(Items from a dataset)
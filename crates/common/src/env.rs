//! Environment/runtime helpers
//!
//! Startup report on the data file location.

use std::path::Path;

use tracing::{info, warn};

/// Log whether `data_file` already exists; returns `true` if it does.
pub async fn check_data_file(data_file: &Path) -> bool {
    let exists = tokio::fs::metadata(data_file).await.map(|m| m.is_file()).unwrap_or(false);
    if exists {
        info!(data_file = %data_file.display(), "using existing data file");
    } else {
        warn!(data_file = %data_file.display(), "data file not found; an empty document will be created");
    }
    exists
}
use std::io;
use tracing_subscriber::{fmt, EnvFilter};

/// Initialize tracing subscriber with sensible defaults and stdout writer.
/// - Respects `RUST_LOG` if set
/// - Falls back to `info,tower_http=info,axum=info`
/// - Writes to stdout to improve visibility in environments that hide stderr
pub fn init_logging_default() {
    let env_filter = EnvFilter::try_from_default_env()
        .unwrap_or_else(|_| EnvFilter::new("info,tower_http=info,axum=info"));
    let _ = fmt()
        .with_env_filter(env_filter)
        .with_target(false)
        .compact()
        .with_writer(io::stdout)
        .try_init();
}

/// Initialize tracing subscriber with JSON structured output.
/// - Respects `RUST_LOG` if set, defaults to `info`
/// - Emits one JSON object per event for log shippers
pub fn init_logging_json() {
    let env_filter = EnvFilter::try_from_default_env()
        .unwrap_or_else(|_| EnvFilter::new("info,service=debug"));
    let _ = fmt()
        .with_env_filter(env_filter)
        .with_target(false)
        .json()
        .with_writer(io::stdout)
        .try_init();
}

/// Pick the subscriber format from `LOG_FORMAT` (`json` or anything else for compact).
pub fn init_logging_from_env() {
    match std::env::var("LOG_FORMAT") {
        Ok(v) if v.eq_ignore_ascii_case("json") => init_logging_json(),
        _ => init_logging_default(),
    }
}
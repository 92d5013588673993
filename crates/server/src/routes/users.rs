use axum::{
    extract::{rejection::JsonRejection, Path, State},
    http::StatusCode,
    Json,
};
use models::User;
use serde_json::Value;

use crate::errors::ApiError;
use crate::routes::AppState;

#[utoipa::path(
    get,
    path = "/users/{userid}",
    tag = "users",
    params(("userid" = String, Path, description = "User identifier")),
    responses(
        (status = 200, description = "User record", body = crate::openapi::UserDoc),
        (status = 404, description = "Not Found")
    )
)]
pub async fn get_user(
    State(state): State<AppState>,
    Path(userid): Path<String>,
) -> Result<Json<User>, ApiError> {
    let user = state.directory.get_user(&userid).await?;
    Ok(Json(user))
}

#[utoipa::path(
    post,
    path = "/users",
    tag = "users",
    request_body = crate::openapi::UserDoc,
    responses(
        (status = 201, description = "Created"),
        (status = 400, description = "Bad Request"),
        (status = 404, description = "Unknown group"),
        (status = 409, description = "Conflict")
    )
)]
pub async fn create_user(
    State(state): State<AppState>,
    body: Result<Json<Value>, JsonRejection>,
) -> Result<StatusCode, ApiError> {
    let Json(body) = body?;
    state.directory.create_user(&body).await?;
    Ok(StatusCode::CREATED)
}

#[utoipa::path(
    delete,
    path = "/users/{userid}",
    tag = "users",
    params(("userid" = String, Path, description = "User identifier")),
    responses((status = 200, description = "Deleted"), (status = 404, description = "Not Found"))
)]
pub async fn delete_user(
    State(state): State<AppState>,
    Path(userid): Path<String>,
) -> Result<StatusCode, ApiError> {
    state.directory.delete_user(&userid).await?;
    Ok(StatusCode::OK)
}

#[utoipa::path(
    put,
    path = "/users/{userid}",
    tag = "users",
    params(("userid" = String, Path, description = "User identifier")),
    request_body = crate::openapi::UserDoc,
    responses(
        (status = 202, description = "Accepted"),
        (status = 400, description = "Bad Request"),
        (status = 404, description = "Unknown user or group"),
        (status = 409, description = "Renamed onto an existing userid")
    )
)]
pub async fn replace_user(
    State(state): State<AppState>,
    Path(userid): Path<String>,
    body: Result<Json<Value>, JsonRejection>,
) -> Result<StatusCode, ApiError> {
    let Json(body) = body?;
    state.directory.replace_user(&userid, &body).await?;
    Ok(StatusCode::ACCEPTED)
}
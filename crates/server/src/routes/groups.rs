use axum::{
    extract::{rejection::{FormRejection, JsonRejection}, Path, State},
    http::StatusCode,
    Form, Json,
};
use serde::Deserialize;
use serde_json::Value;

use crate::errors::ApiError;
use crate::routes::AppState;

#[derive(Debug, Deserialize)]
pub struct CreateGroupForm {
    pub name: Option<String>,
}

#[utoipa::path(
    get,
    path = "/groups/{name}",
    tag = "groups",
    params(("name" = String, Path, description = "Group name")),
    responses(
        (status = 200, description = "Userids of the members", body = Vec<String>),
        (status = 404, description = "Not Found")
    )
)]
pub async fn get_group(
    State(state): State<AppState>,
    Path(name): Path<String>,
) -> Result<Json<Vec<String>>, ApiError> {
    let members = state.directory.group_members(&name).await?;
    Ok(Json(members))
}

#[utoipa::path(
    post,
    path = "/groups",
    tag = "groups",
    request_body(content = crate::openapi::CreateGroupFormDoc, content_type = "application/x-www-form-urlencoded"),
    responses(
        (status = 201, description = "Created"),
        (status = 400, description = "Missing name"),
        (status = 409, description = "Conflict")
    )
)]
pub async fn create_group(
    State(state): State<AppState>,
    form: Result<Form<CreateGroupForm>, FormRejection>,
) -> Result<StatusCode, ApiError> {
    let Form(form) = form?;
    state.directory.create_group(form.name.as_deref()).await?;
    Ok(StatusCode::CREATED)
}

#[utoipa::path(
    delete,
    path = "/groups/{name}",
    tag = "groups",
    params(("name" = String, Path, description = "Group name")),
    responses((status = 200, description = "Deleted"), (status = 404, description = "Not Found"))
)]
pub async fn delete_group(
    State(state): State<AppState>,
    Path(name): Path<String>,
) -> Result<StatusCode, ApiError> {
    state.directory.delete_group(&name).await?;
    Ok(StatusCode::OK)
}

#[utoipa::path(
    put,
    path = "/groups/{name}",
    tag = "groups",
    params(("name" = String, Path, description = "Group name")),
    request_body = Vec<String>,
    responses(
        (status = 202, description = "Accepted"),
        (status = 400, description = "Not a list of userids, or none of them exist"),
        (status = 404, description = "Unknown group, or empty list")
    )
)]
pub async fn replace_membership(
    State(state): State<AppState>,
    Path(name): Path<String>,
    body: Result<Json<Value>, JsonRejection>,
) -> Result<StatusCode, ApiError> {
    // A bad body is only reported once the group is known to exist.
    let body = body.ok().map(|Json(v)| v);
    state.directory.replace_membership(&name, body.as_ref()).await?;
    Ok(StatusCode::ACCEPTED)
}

# Work to complete
Your answer must be every record above, set down exactly as written.

# Task solution
filename crates/common/src/env.rs
//! Environment/runtime helpers
//!
//! Startup report on the data file location.

use std::path::Path;

use tracing::{info, warn};

/// Log whether `data_file` already exists; returns `true` if it does.
pub async fn check_data_file(data_file: &Path) -> bool {
    let exists = tokio::fs::metadata(data_file).await.map(|m| m.is_file()).unwrap_or(false);
    if exists {
        info!(data_file = %data_file.display(), "using existing data file");
    } else {
        warn!(data_file = %data_file.display(), "data file not found; an empty document will be created");
    }
    exists
}
use std::io;
use tracing_subscriber::{fmt, EnvFilter};

/// Initialize tracing subscriber with sensible defaults and stdout writer.
/// - Respects `RUST_LOG` if set
/// - Falls back to `info,tower_http=info,axum=info`
/// - Writes to stdout to improve visibility in environments that hide stderr
pub fn init_logging_default() {
    let env_filter = EnvFilter::try_from_default_env()
        .unwrap_or_else(|_| EnvFilter::new("info,tower_http=info,axum=info"));
    let _ = fmt()
        .with_env_filter(env_filter)
        .with_target(false)
        .compact()
        .with_writer(io::stdout)
        .try_init();
}

/// Initialize tracing subscriber with JSON structured output.
/// - Respects `RUST_LOG` if set, defaults to `info`
/// - Emits one JSON object per event for log shippers
pub fn init_logging_json() {
    let env_filter = EnvFilter::try_from_default_env()
        .unwrap_or_else(|_| EnvFilter::new("info,service=debug"));
    let _ = fmt()
        .with_env_filter(env_filter)
        .with_target(false)
        .json()
        .with_writer(io::stdout)
        .try_init();
}

/// Pick the subscriber format from `LOG_FORMAT` (`json` or anything else for compact).
pub fn init_logging_from_env() {
    match std::env::var("LOG_FORMAT") {
        Ok(v) if v.eq_ignore_ascii_case("json") => init_logging_json(),
        _ => init_logging_default(),
    }
}
repository 92d5013588673993
filename crates/server/src/routes/users.rs
use axum::{
    extract::{rejection::JsonRejection, Path, State},
    http::StatusCode,
    Json,
};
use models::User;
use serde_json::Value;

use crate::errors::ApiError;
use crate::routes::AppState;

#[utoipa::path(
    get,
    path = "/users/{userid}",
    tag = "users",
    params(("userid" = String, Path, description = "User identifier")),
    responses(
        (status = 200, description = "User record", body = crate::openapi::UserDoc),
        (status = 404, description = "Not Found")
    )
)]
pub async fn get_user(
    State(state): State<AppState>,
    Path(userid): Path<String>,
) -> Result<Json<User>, ApiError> {
    let user = state.directory.get_user(&userid).await?;
    Ok(Json(user))
}

#[utoipa::path(
    post,
    path = "/users",
    tag = "users",
    request_body = crate::openapi::UserDoc,
    responses(
        (status = 201, description = "Created"),
        (status = 400, description = "Bad Request"),
        (status = 404, description = "Unknown group"),
        (status = 409, description = "Conflict")
    )
)]
pub async fn create_user(
    State(state): State<AppState>,
    body: Result<Json<Value>, JsonRejection>,
) -> Result<StatusCode, ApiError> {
    let Json(body) = body?;
    state.directory.create_user(&body).await?;
    Ok(StatusCode::CREATED)
}

#[utoipa::path(
    delete,
    path = "/users/{userid}",
    tag = "users",
    params(("userid" = String, Path, description = "User identifier")),
    responses((status = 200, description = "Deleted"), (status = 404, description = "Not Found"))
)]
pub async fn delete_user(
    State(state): State<AppState>,
    Path(userid): Path<String>,
) -> Result<StatusCode, ApiError> {
    state.directory.delete_user(&userid).await?;
    Ok(StatusCode::OK)
}

#[utoipa::path(
    put,
    path = "/users/{userid}",
    tag = "users",
    params(("userid" = String, Path, description = "User identifier")),
    request_body = crate::openapi::UserDoc,
    responses(
        (status = 202, description = "Accepted"),
        (status = 400, description = "Bad Request"),
        (status = 404, description = "Unknown user or group"),
        (status = 409, description = "Renamed onto an existing userid")
    )
)]
pub async fn replace_user(
    State(state): State<AppState>,
    Path(userid): Path<String>,
    body: Result<Json<Value>, JsonRejection>,
) -> Result<StatusCode, ApiError> {
    let Json(body) = body?;
    state.directory.replace_user(&userid, &body).await?;
    Ok(StatusCode::ACCEPTED)
}
filename crates/server/src/routes/groups.rs
use axum::{
    extract::{rejection::{FormRejection, JsonRejection}, Path, State},
    http::StatusCode,
    Form, Json,
};
use serde::Deserialize;
use serde_json::Value;

use crate::errors::ApiError;
use crate::routes::AppState;

#[derive(Debug, Deserialize)]
pub struct CreateGroupForm {
    pub name: Option<String>,
}

#[utoipa::path(
    get,
    path = "/groups/{name}",
    tag = "groups",
    params(("name" = String, Path, description = "Group name")),
    responses(
        (status = 200, description = "Userids of the members", body = Vec<String>),
        (status = 404, description = "Not Found")
    )
)]
pub async fn get_group(
    State(state): State<AppState>,
    Path(name): Path<String>,
) -> Result<Json<Vec<String>>, ApiError> {
    let members = state.directory.group_members(&name).await?;
    Ok(Json(members))
}

#[utoipa::path(
    post,
    path = "/groups",
    tag = "groups",
    request_body(content = crate::openapi::CreateGroupFormDoc, content_type = "application/x-www-form-urlencoded"),
    responses(
        (status = 201, description = "Created"),
        (status = 400, description = "Missing name"),
        (status = 409, description = "Conflict")
    )
)]
pub async fn create_group(
    State(state): State<AppState>,
    form: Result<Form<CreateGroupForm>, FormRejection>,
) -> Result<StatusCode, ApiError> {
    let Form(form) = form?;
    state.directory.create_group(form.name.as_deref()).await?;
    Ok(StatusCode::CREATED)
}

#[utoipa::path(
    delete,
    path = "/groups/{name}",
    tag = "groups",
    params(("name" = String, Path, description = "Group name")),
    responses((status = 200, description = "Deleted"), (status = 404, description = "Not Found"))
)]
pub async fn delete_group(
    State(state): State<AppState>,
    Path(name): Path<String>,
) -> Result<StatusCode, ApiError> {
    state.directory.delete_group(&name).await?;
    Ok(StatusCode::OK)
}

#[utoipa::path(
    put,
    path = "/groups/{name}",
    tag = "groups",
    params(("name" = String, Path, description = "Group name")),
    request_body = Vec<String>,
    responses(
        (status = 202, description = "Accepted"),
        (status = 400, description = "Not a list of userids, or none of them exist"),
        (status = 404, description = "Unknown group, or empty list")
    )
)]
pub async fn replace_membership(
    State(state): State<AppState>,
    Path(name): Path<String>,
    body: Result<Json<Value>, JsonRejection>,
) -> Result<StatusCode, ApiError> {
    // A bad body is only reported once the group is known to exist.
    let body = body.ok().map(|Json(v)| v);
    state.directory.replace_membership(&name, body.as_ref()).await?;
    Ok(StatusCode::ACCEPTED)
}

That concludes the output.